◆ **ACTIVITY**:
Starting with the line that contains "self.high >= self.open" and stopping after the line that contains "assert_eq!(Interval::I1M.round(T0), T0 - 14", return each line below exactly as written, with no others.

(AVAILABLE DATA)

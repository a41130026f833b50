//! OHLCV candle types
//!
//! Candle boundaries are aligned to the Unix epoch in UTC, so a 5 minute
//! bucket always starts on a minute that is a multiple of five, a 6 hour
//! bucket at 00:00, 06:00, 12:00 or 18:00 and a daily bucket at midnight.

use std::fmt;
use std::str::FromStr;

use chrono::{SecondsFormat, TimeZone, Utc};
use serde::{Deserialize, Serialize};

use crate::errors::IntervalError;

const NANOS_PER_MINUTE: i64 = 60 * 1_000_000_000;

/// Supported candle intervals.
#[derive(Debug, Clone, Copy, PartialEq, Eq, Hash, PartialOrd, Ord, Serialize, Deserialize)]
pub enum Interval {
    /// 1 minute
    I1M,
    /// 5 minutes
    I5M,
    /// 15 minutes
    I15M,
    /// 1 hour
    I1H,
    /// 6 hours
    I6H,
    /// 1 day
    I1D,
}

impl Interval {
    /// Every supported interval, shortest first.
    pub const ALL: [Interval; 6] = [
        Interval::I1M,
        Interval::I5M,
        Interval::I15M,
        Interval::I1H,
        Interval::I6H,
        Interval::I1D,
    ];

    /// Name used in storage keys.
    pub fn as_str(&self) -> &'static str {
        match self {
            Interval::I1M => "I1M",
            Interval::I5M => "I5M",
            Interval::I15M => "I15M",
            Interval::I1H => "I1H",
            Interval::I6H => "I6H",
            Interval::I1D => "I1D",
        }
    }

    /// Duration of this interval in nanoseconds.
    pub fn duration_nanos(&self) -> i64 {
        match self {
            Interval::I1M => NANOS_PER_MINUTE,
            Interval::I5M => 5 * NANOS_PER_MINUTE,
            Interval::I15M => 15 * NANOS_PER_MINUTE,
            Interval::I1H => 60 * NANOS_PER_MINUTE,
            Interval::I6H => 6 * 60 * NANOS_PER_MINUTE,
            Interval::I1D => 24 * 60 * NANOS_PER_MINUTE,
        }
    }

    /// Floor a Unix-nanosecond timestamp to the start of its bucket.
    pub fn round(&self, timestamp_nanos: i64) -> i64 {
        timestamp_nanos - timestamp_nanos.rem_euclid(self.duration_nanos())
    }
}

impl fmt::Display for Interval {
    fn fmt(&self, f: &mut fmt::Formatter<'_>) -> fmt::Result {
        f.write_str(self.as_str())
    }
}

impl FromStr for Interval {
    type Err = IntervalError;

    fn from_str(s: &str) -> Result<Self, Self::Err> {
        Interval::ALL
            .iter()
            .copied()
            .find(|iv| iv.as_str() == s)
            .ok_or_else(|| IntervalError::Unsupported(s.to_string()))
    }
}

/// A single OHLCV candle.
#[derive(Debug, Clone, PartialEq, Eq, Serialize, Deserialize)]
pub struct Candle {
    /// Bucket start, Unix nanos
    pub timestamp: i64,
    /// Bucket start as RFC 3339
    pub datetime: String,
    pub open: u64,
    pub high: u64,
    pub low: u64,
    pub close: u64,
    pub volume: u64,
    pub interval: Interval,
}

impl Candle {
    /// Create a candle for the bucket starting at `timestamp`, with every
    /// price set to `open_price`.
    pub fn new(timestamp: i64, open_price: u64, volume: u64, interval: Interval) -> Self {
        Self {
            timestamp,
            datetime: format_nanos(timestamp),
            open: open_price,
            high: open_price,
            low: open_price,
            close: open_price,
            volume,
            interval,
        }
    }

    /// Apply one trade to this candle.
    ///
    /// A candle without volume, or without an open price, carries the
    /// previous close only as a placeholder: the first trade replaces it.
    pub fn apply_trade(&mut self, price: u64, size: u64) {
        self.close = price;

        if self.volume == 0 || self.open == 0 {
            self.open = price;
            self.high = price;
            self.low = price;
        }
        if price < self.low || self.low == 0 {
            self.low = price;
        }
        if price > self.high {
            self.high = price;
        }

        self.volume += size;
    }

    /// Fold a later candle for the same bucket into this one.
    pub fn merge(&mut self, update: &Candle) {
        self.close = update.close;
        if update.low < self.low {
            self.low = update.low;
        }
        if update.high > self.high {
            self.high = update.high;
        }
        self.volume += update.volume;
    }

    /// Validate candle integrity (OHLCV invariants).
    pub fn is_valid(&self) -> bool {
        self.high >= self.open
            && self.high >= self.close
            && self.high >= self.low
            && self.low <= self.open
            && self.low <= self.close
    }
}

/// Format a Unix-nanosecond timestamp as RFC 3339 in UTC.
pub fn format_nanos(timestamp_nanos: i64) -> String {
    Utc.timestamp_nanos(timestamp_nanos)
        .to_rfc3339_opts(SecondsFormat::AutoSi, true)
}

#[cfg(test)]
mod tests {
    use super::*;
    use proptest::prelude::*;

    // 2018-11-13T11:01:14Z
    const T0: i64 = 1_542_106_874_000_000_000;
    const SECOND: i64 = 1_000_000_000;
    const MINUTE: i64 = 60 * SECOND;
    const HOUR: i64 = 60 * MINUTE;

    #[test]
    fn test_round_each_interval() {
        assert_eq!(Interval::I1M.round(T0), T0 - 14 * SECOND);
        assert_eq!(Interval::I5M.round(T0), T0 - (MINUTE + 14 * SECOND));
        assert_eq!(Interval::I15M.round(T0), T0 - (MINUTE + 14 * SECOND));
        assert_eq!(Interval::I1H.round(T0), T0 - (MINUTE + 14 * SECOND));
        assert_eq!(Interval::I6H.round(T0), T0 - (5 * HOUR + MINUTE + 14 * SECOND));
        assert_eq!(Interval::I1D.round(T0), T0 - (11 * HOUR + MINUTE + 14 * SECOND));
    }

    #[test]
    fn test_interval_from_str() {
        assert_eq!("I15M".parse::<Interval>().unwrap(), Interval::I15M);
        assert!("I2M".parse::<Interval>().is_err());
    }

    #[test]
    fn test_candle_datetime() {
        let candle = Candle::new(Interval::I1M.round(T0), 100, 0, Interval::I1M);
        assert_eq!(candle.datetime, "2018-11-13T11:01:00Z");
    }

    #[test]
    fn test_apply_trade_merge_correctness() {
        let mut candle = Candle::new(T0, 100, 100, Interval::I1M);
        candle.apply_trade(150, 50);
        assert_eq!(candle.open, 100);
        assert_eq!(candle.high, 150);
        assert_eq!(candle.low, 100);
        assert_eq!(candle.close, 150);
        assert_eq!(candle.volume, 150);
    }

    #[test]
    fn test_apply_trade_replaces_placeholder_prices() {
        // Seeded with the previous close, no volume yet
        let mut candle = Candle::new(T0, 120, 0, Interval::I5M);
        candle.apply_trade(99, 10);
        assert_eq!(candle.open, 99);
        assert_eq!(candle.high, 99);
        assert_eq!(candle.low, 99);
        assert_eq!(candle.volume, 10);
        assert!(candle.is_valid());
    }

    #[test]
    fn test_merge_widens_and_accumulates() {
        let mut stored = Candle::new(T0, 100, 100, Interval::I1M);
        stored.high = 110;
        let mut update = Candle::new(T0, 90, 40, Interval::I1M);
        update.close = 95;
        stored.merge(&update);
        assert_eq!(stored.open, 100);
        assert_eq!(stored.high, 110);
        assert_eq!(stored.low, 90);
        assert_eq!(stored.close, 95);
        assert_eq!(stored.volume, 140);
    }

    proptest! {
        #[test]
        fn prop_round_is_idempotent(ts in 0i64..4_102_444_800_000_000_000, idx in 0usize..6) {
            let iv = Interval::ALL[idx];
            prop_assert_eq!(iv.round(iv.round(ts)), iv.round(ts));
        }

        #[test]
        fn prop_round_is_monotonic(a in 0i64..4_102_444_800_000_000_000, b in 0i64..4_102_444_800_000_000_000, idx in 0usize..6) {
            let iv = Interval::ALL[idx];
            let (lo, hi) = if a <= b { (a, b) } else { (b, a) };
            prop_assert!(iv.round(lo) <= iv.round(hi));
        }

        #[test]
        fn prop_round_stays_within_bucket(ts in 0i64..4_102_444_800_000_000_000, idx in 0usize..6) {
            let iv = Interval::ALL[idx];
            let start = iv.round(ts);
            prop_assert!(start <= ts);
            prop_assert!(ts - start < iv.duration_nanos());
        }
    }
}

(End AVAILABLE DATA)

◆ **ANSWER BOX**:
        self.high >= self.open
            && self.high >= self.close
            && self.high >= self.low
            && self.low <= self.open
            && self.low <= self.close
    }
}

/// Format a Unix-nanosecond timestamp as RFC 3339 in UTC.
pub fn format_nanos(timestamp_nanos: i64) -> String {
    Utc.timestamp_nanos(timestamp_nanos)
        .to_rfc3339_opts(SecondsFormat::AutoSi, true)
}

#[cfg(test)]
mod tests {
    use super::*;
    use proptest::prelude::*;

    // 2018-11-13T11:01:14Z
    const T0: i64 = 1_542_106_874_000_000_000;
    const SECOND: i64 = 1_000_000_000;
    const MINUTE: i64 = 60 * SECOND;
    const HOUR: i64 = 60 * MINUTE;

    #[test]
    fn test_round_each_interval() {
        assert_eq!(Interval::I1M.round(T0), T0 - 14 * SECOND);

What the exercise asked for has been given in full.